Anatole France and Garibaldi whispered the same word before their death: “Mama!” Before her execution, Marie Antoinette behaved like a real queen. While climbing the stairs to the guillotine, she accidentally stepped on the executioner’s foot. Her last words were: “Forgive me, monsieur, I didn’t do it on purpose.” Empress Elizaveta Petrovna extremely surprised the doctors when, half a minute before her death, she stood up on her pillows and menacingly asked: “Am I still alive?!” But before the doctors had time to get scared, the situation “corrected” - the ruler gave up the ghost.

They say that Grand Duke Mikhail Romanov, the brother of the last emperor, gave his boots to the executioners before his execution with the words: “Use them, guys, they are royal after all.” The famous spy, dancer and courtesan Mata Hari blew a kiss to the soldiers aiming at her with the playful words: “I’m ready, boys!” Dying, Balzac remembered one of the characters in his stories, the experienced doctor Bianchon. “He would have saved me,” sighed great writer. The English historian Thomas Carlyle calmly said: “So this is what it is, this death!” Composer Edvard Grieg turned out to be equally cold-blooded.

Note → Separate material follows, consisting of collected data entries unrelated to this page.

use std::fmt;
use std::str::FromStr;

use serde::{Deserialize, Serialize};

use crate::error::TitheError;
use crate::fellowship::Fellowship;

#[derive(Debug, Clone, Copy, PartialEq, Eq, Serialize, Deserialize)]
#[serde(rename_all = "SCREAMING_SNAKE_CASE")]
pub enum MemberStatus {
    Active,
    Provisional,
}

impl MemberStatus {
    pub fn as_str(&self) -> &'static str {
        match self {
            Self::Active => "ACTIVE",
            Self::Provisional => "PROVISIONAL",
        }
    }
}

impl FromStr for MemberStatus {
    type Err = TitheError;

    fn from_str(s: &str) -> Result<Self, Self::Err> {
        match s.trim().to_uppercase().as_str() {
            "ACTIVE" => Ok(Self::Active),
            "PROVISIONAL" => Ok(Self::Provisional),
            other => Err(TitheError::Other(format!("Unknown member status: {other}"))),
        }
    }
}

#[derive(Debug, Clone, Copy, PartialEq, Eq, Hash, Serialize, Deserialize)]
#[serde(rename_all = "SCREAMING_SNAKE_CASE")]
pub enum PaymentMethod {
    Cash,
    Momo,
    Check,
}

pub const ALL_METHODS: [PaymentMethod; 3] =
    [PaymentMethod::Cash, PaymentMethod::Momo, PaymentMethod::Check];

impl PaymentMethod {
    pub fn as_str(&self) -> &'static str {
        match self {
            Self::Cash => "CASH",
            Self::Momo => "MOMO",
            Self::Check => "CHECK",
        }
    }
}

impl fmt::Display for PaymentMethod {
    fn fmt(&self, f: &mut fmt::Formatter<'_>) -> fmt::Result {
        f.write_str(self.as_str())
    }
}

impl FromStr for PaymentMethod {
    type Err = TitheError;

    fn from_str(s: &str) -> Result<Self, Self::Err> {
        match s.trim().to_uppercase().as_str() {
            "CASH" => Ok(Self::Cash),
            "MOMO" => Ok(Self::Momo),
            "CHECK" | "CHEQUE" => Ok(Self::Check),
            _ => Err(TitheError::UnknownMethod(s.to_string())),
        }
    }
}

#[derive(Debug, Clone, Copy, PartialEq, Eq, Serialize, Deserialize)]
#[serde(rename_all = "SCREAMING_SNAKE_CASE")]
pub enum BatchStatus {
    Open,
    Counting,
    Finalized,
    Synced,
}

impl BatchStatus {
    pub fn as_str(&self) -> &'static str {
        match self {
            Self::Open => "OPEN",
            Self::Counting => "COUNTING",
            Self::Finalized => "FINALIZED",
            Self::Synced => "SYNCED",
        }
    }

    pub fn is_active(&self) -> bool {
        matches!(self, Self::Open | Self::Counting)
    }
}

impl fmt::Display for BatchStatus {
    fn fmt(&self, f: &mut fmt::Formatter<'_>) -> fmt::Result {
        f.write_str(self.as_str())
    }
}

impl FromStr for BatchStatus {
    type Err = TitheError;

    fn from_str(s: &str) -> Result<Self, Self::Err> {
        match s {
            "OPEN" => Ok(Self::Open),
            "COUNTING" => Ok(Self::Counting),
            "FINALIZED" => Ok(Self::Finalized),
            "SYNCED" => Ok(Self::Synced),
            other => Err(TitheError::Other(format!("Unknown batch status: {other}"))),
        }
    }
}

#[derive(Debug, Clone, PartialEq, Serialize, Deserialize)]
#[serde(rename_all = "camelCase")]
pub struct Member {
    pub id: String,
    pub name: String,
    pub phone: String,
    pub fellowship: Fellowship,
    pub status: MemberStatus,
    pub ytd_total: f64,
    #[serde(skip_serializing_if = "Option::is_none")]
    pub last_gift_date: Option<String>,
}

#[derive(Debug, Clone, PartialEq, Serialize, Deserialize)]
#[serde(rename_all = "camelCase")]
pub struct Transaction {
    pub id: String,
    pub batch_id: String,
    pub member_id: String,
    pub member_name: String,
    pub fellowship: Fellowship,
    pub amount: f64,
    pub method: PaymentMethod,
    /// ISO date-time; its date part is the only period key.
    pub timestamp: String,
    pub officer_id: String,
    pub officer_name: String,
}

impl Transaction {
    pub fn date(&self) -> &str {
        self.timestamp.get(..10).unwrap_or(&self.timestamp)
    }
}

#[derive(Debug, Clone, PartialEq, Serialize, Deserialize)]
#[serde(rename_all = "camelCase")]
pub struct Batch {
    pub id: String,
    pub date: String,
    pub status: BatchStatus,
    pub total_system: f64,
    pub total_cash: f64,
    pub variance: f64,
    #[serde(skip_serializing_if = "Option::is_none")]
    pub finalized_by: Option<String>,
}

“Well, what if it’s inevitable,” he said. It is believed that Ludwig van Beethoven's last words were: "Applaud, friends, the comedy is over." True, some biographers cite other words of the great composer: “I feel as if up to this moment I had written only a few notes.” If the latter fact is true, then Beethoven was not the only great man who, before his death, lamented how little he had accomplished. They say that, dying, Leonardo da Vinci exclaimed in despair: “I insulted God and people! My works did not reach the heights to which I aspired!”

One of the famous filmmaker brothers, 92-year-old Auguste Lumière, said: “My film is running out.” “Dying is a boring task,” Somerset Maugham finally quipped. “Don’t ever do it!” Dying in the town of Bougival near Paris, Ivan Sergeevich Turgenev said a strange thing: “Farewell, my dears, my whitish ones...”.

The French artist Antoine Watteau was horrified: “Take this cross away from me! How could you depict Christ so poorly!” - and with these words he died. The poet Felix Arver, having heard a nurse say to someone: “It’s at the end of the corridor,” from last bit of strength groaned: “Not a collidor, but a corridor!” - and died. Oscar Wilde, dying in his hotel room, looked longingly at the tasteless wallpaper and ironically remarked: “This wallpaper is terrible. One of us has to go.” Einstein's last words, unfortunately, remained a mystery to posterity: the nurse who was near his bed did not know German.